Brief
Could you retype the whole listing, word for word?

Given information
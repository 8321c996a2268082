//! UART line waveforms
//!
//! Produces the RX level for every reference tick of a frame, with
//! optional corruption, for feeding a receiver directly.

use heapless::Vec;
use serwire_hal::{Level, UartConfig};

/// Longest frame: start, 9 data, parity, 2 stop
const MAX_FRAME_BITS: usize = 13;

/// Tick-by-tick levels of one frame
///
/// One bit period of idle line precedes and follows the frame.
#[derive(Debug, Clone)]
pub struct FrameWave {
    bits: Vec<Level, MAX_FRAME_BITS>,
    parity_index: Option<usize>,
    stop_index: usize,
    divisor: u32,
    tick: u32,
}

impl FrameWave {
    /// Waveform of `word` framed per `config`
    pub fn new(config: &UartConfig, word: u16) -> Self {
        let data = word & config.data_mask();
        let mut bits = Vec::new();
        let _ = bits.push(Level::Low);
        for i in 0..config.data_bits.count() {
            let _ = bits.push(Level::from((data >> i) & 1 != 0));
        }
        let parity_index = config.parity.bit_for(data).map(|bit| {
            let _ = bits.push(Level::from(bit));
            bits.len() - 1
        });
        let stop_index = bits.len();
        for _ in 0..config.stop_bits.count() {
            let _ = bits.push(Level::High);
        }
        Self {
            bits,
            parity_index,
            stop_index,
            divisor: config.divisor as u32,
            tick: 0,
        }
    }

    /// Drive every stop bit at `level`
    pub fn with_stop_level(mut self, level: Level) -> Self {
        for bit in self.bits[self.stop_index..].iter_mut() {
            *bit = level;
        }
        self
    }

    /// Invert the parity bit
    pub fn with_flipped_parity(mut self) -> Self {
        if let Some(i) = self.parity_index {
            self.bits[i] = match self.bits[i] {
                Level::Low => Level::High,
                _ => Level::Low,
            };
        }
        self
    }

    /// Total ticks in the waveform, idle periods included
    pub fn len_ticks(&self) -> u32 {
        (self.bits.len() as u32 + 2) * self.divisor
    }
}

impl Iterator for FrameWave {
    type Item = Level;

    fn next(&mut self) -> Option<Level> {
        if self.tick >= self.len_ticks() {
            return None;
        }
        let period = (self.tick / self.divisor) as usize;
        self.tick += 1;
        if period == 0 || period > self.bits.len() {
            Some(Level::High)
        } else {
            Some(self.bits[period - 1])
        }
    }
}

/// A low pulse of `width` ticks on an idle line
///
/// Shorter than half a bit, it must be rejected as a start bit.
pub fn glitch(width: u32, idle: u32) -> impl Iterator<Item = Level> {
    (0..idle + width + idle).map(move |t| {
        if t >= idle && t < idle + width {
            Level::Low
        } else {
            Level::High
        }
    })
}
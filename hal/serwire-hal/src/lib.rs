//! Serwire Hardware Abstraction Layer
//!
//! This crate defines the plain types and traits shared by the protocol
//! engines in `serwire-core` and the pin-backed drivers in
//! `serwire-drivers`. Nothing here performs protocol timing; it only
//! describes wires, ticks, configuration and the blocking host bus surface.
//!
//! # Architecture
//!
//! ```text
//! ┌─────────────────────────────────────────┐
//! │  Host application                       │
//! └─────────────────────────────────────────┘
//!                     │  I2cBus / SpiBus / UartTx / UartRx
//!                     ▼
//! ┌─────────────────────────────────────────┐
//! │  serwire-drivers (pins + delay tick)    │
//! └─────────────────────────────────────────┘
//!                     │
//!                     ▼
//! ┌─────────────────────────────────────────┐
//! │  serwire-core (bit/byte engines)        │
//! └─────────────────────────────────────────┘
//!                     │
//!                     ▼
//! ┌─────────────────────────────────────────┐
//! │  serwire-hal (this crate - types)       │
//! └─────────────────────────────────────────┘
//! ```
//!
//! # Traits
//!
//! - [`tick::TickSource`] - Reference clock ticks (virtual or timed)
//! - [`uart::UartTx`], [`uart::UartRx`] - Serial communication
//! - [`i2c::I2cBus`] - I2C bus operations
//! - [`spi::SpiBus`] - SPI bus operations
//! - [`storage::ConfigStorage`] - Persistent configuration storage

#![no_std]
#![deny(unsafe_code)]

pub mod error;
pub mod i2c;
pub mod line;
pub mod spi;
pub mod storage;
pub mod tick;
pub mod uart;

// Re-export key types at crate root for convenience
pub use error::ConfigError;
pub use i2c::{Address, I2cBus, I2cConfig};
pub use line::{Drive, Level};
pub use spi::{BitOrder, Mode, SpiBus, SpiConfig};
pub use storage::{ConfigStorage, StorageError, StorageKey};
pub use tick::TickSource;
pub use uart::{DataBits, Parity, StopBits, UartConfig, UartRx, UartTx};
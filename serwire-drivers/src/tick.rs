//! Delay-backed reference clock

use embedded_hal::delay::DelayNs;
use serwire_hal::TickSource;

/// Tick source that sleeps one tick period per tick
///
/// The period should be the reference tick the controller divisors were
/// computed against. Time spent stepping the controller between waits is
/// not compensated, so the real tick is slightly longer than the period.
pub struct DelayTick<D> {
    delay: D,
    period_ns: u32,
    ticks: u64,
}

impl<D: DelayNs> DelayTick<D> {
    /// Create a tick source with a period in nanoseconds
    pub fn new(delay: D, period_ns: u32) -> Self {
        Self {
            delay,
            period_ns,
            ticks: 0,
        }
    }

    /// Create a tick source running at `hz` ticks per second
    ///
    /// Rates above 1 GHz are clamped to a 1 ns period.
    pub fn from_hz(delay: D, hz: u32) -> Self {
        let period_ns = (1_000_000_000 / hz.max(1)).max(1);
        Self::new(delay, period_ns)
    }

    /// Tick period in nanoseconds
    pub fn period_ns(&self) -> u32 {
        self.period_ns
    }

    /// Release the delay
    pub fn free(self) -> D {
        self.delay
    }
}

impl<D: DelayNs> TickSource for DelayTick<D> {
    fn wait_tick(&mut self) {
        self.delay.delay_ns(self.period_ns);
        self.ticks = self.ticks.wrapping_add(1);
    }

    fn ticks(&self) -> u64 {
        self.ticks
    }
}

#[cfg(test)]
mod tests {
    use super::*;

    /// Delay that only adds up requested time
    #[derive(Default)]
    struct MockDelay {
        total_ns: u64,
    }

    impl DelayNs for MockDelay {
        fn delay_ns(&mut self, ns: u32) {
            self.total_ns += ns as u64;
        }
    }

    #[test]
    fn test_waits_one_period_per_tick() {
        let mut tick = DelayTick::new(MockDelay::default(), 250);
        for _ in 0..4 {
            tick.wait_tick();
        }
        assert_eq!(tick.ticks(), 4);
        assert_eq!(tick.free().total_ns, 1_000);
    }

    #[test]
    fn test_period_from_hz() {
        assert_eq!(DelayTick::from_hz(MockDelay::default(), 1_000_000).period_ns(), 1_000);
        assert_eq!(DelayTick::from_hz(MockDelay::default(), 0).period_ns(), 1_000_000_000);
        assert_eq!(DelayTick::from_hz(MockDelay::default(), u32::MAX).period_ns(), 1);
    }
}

Response area
repository 8321c996a2268082
//! UART line waveforms
//!
//! Produces the RX level for every reference tick of a frame, with
//! optional corruption, for feeding a receiver directly.

use heapless::Vec;
use serwire_hal::{Level, UartConfig};

/// Longest frame: start, 9 data, parity, 2 stop
const MAX_FRAME_BITS: usize = 13;

/// Tick-by-tick levels of one frame
///
/// One bit period of idle line precedes and follows the frame.
#[derive(Debug, Clone)]
pub struct FrameWave {
    bits: Vec<Level, MAX_FRAME_BITS>,
    parity_index: Option<usize>,
    stop_index: usize,
    divisor: u32,
    tick: u32,
}

impl FrameWave {
    /// Waveform of `word` framed per `config`
    pub fn new(config: &UartConfig, word: u16) -> Self {
        let data = word & config.data_mask();
        let mut bits = Vec::new();
        let _ = bits.push(Level::Low);
        for i in 0..config.data_bits.count() {
            let _ = bits.push(Level::from((data >> i) & 1 != 0));
        }
        let parity_index = config.parity.bit_for(data).map(|bit| {
            let _ = bits.push(Level::from(bit));
            bits.len() - 1
        });
        let stop_index = bits.len();
        for _ in 0..config.stop_bits.count() {
            let _ = bits.push(Level::High);
        }
        Self {
            bits,
            parity_index,
            stop_index,
            divisor: config.divisor as u32,
            tick: 0,
        }
    }

    /// Drive every stop bit at `level`
    pub fn with_stop_level(mut self, level: Level) -> Self {
        for bit in self.bits[self.stop_index..].iter_mut() {
            *bit = level;
        }
        self
    }

    /// Invert the parity bit
    pub fn with_flipped_parity(mut self) -> Self {
        if let Some(i) = self.parity_index {
            self.bits[i] = match self.bits[i] {
                Level::Low => Level::High,
                _ => Level::Low,
            };
        }
        self
    }

    /// Total ticks in the waveform, idle periods included
    pub fn len_ticks(&self) -> u32 {
        (self.bits.len() as u32 + 2) * self.divisor
    }
}

impl Iterator for FrameWave {
    type Item = Level;

    fn next(&mut self) -> Option<Level> {
        if self.tick >= self.len_ticks() {
            return None;
        }
        let period = (self.tick / self.divisor) as usize;
        self.tick += 1;
        if period == 0 || period > self.bits.len() {
            Some(Level::High)
        } else {
            Some(self.bits[period - 1])
        }
    }
}

/// A low pulse of `width` ticks on an idle line
///
/// Shorter than half a bit, it must be rejected as a start bit.
pub fn glitch(width: u32, idle: u32) -> impl Iterator<Item = Level> {
    (0..idle + width + idle).map(move |t| {
        if t >= idle && t < idle + width {
            Level::Low
        } else {
            Level::High
        }
    })
}
filename hal/serwire-hal/src/lib.rs
//! Serwire Hardware Abstraction Layer
//!
//! This crate defines the plain types and traits shared by the protocol
//! engines in `serwire-core` and the pin-backed drivers in
//! `serwire-drivers`. Nothing here performs protocol timing; it only
//! describes wires, ticks, configuration and the blocking host bus surface.
//!
//! # Architecture
//!
//! ```text
//! ┌─────────────────────────────────────────┐
//! │  Host application                       │
//! └─────────────────────────────────────────┘
//!                     │  I2cBus / SpiBus / UartTx / UartRx
//!                     ▼
//! ┌─────────────────────────────────────────┐
//! │  serwire-drivers (pins + delay tick)    │
//! └─────────────────────────────────────────┘
//!                     │
//!                     ▼
//! ┌─────────────────────────────────────────┐
//! │  serwire-core (bit/byte engines)        │
//! └─────────────────────────────────────────┘
//!                     │
//!                     ▼
//! ┌─────────────────────────────────────────┐
//! │  serwire-hal (this crate - types)       │
//! └─────────────────────────────────────────┘
//! ```
//!
//! # Traits
//!
//! - [`tick::TickSource`] - Reference clock ticks (virtual or timed)
//! - [`uart::UartTx`], [`uart::UartRx`] - Serial communication
//! - [`i2c::I2cBus`] - I2C bus operations
//! - [`spi::SpiBus`] - SPI bus operations
//! - [`storage::ConfigStorage`] - Persistent configuration storage

#![no_std]
#![deny(unsafe_code)]

pub mod error;
pub mod i2c;
pub mod line;
pub mod spi;
pub mod storage;
pub mod tick;
pub mod uart;

// Re-export key types at crate root for convenience
pub use error::ConfigError;
pub use i2c::{Address, I2cBus, I2cConfig};
pub use line::{Drive, Level};
pub use spi::{BitOrder, Mode, SpiBus, SpiConfig};
pub use storage::{ConfigStorage, StorageError, StorageKey};
pub use tick::TickSource;
pub use uart::{DataBits, Parity, StopBits, UartConfig, UartRx, UartTx};
filename serwire-drivers/src/tick.rs
//! Delay-backed reference clock

use embedded_hal::delay::DelayNs;
use serwire_hal::TickSource;

/// Tick source that sleeps one tick period per tick
///
/// The period should be the reference tick the controller divisors were
/// computed against. Time spent stepping the controller between waits is
/// not compensated, so the real tick is slightly longer than the period.
pub struct DelayTick<D> {
    delay: D,
    period_ns: u32,
    ticks: u64,
}

impl<D: DelayNs> DelayTick<D> {
    /// Create a tick source with a period in nanoseconds
    pub fn new(delay: D, period_ns: u32) -> Self {
        Self {
            delay,
            period_ns,
            ticks: 0,
        }
    }

    /// Create a tick source running at `hz` ticks per second
    ///
    /// Rates above 1 GHz are clamped to a 1 ns period.
    pub fn from_hz(delay: D, hz: u32) -> Self {
        let period_ns = (1_000_000_000 / hz.max(1)).max(1);
        Self::new(delay, period_ns)
    }

    /// Tick period in nanoseconds
    pub fn period_ns(&self) -> u32 {
        self.period_ns
    }

    /// Release the delay
    pub fn free(self) -> D {
        self.delay
    }
}

impl<D: DelayNs> TickSource for DelayTick<D> {
    fn wait_tick(&mut self) {
        self.delay.delay_ns(self.period_ns);
        self.ticks = self.ticks.wrapping_add(1);
    }

    fn ticks(&self) -> u64 {
        self.ticks
    }
}

#[cfg(test)]
mod tests {
    use super::*;

    /// Delay that only adds up requested time
    #[derive(Default)]
    struct MockDelay {
        total_ns: u64,
    }

    impl DelayNs for MockDelay {
        fn delay_ns(&mut self, ns: u32) {
            self.total_ns += ns as u64;
        }
    }

    #[test]
    fn test_waits_one_period_per_tick() {
        let mut tick = DelayTick::new(MockDelay::default(), 250);
        for _ in 0..4 {
            tick.wait_tick();
        }
        assert_eq!(tick.ticks(), 4);
        assert_eq!(tick.free().total_ns, 1_000);
    }

    #[test]
    fn test_period_from_hz() {
        assert_eq!(DelayTick::from_hz(MockDelay::default(), 1_000_000).period_ns(), 1_000);
        assert_eq!(DelayTick::from_hz(MockDelay::default(), 0).period_ns(), 1_000_000_000);
        assert_eq!(DelayTick::from_hz(MockDelay::default(), u32::MAX).period_ns(), 1);
    }
}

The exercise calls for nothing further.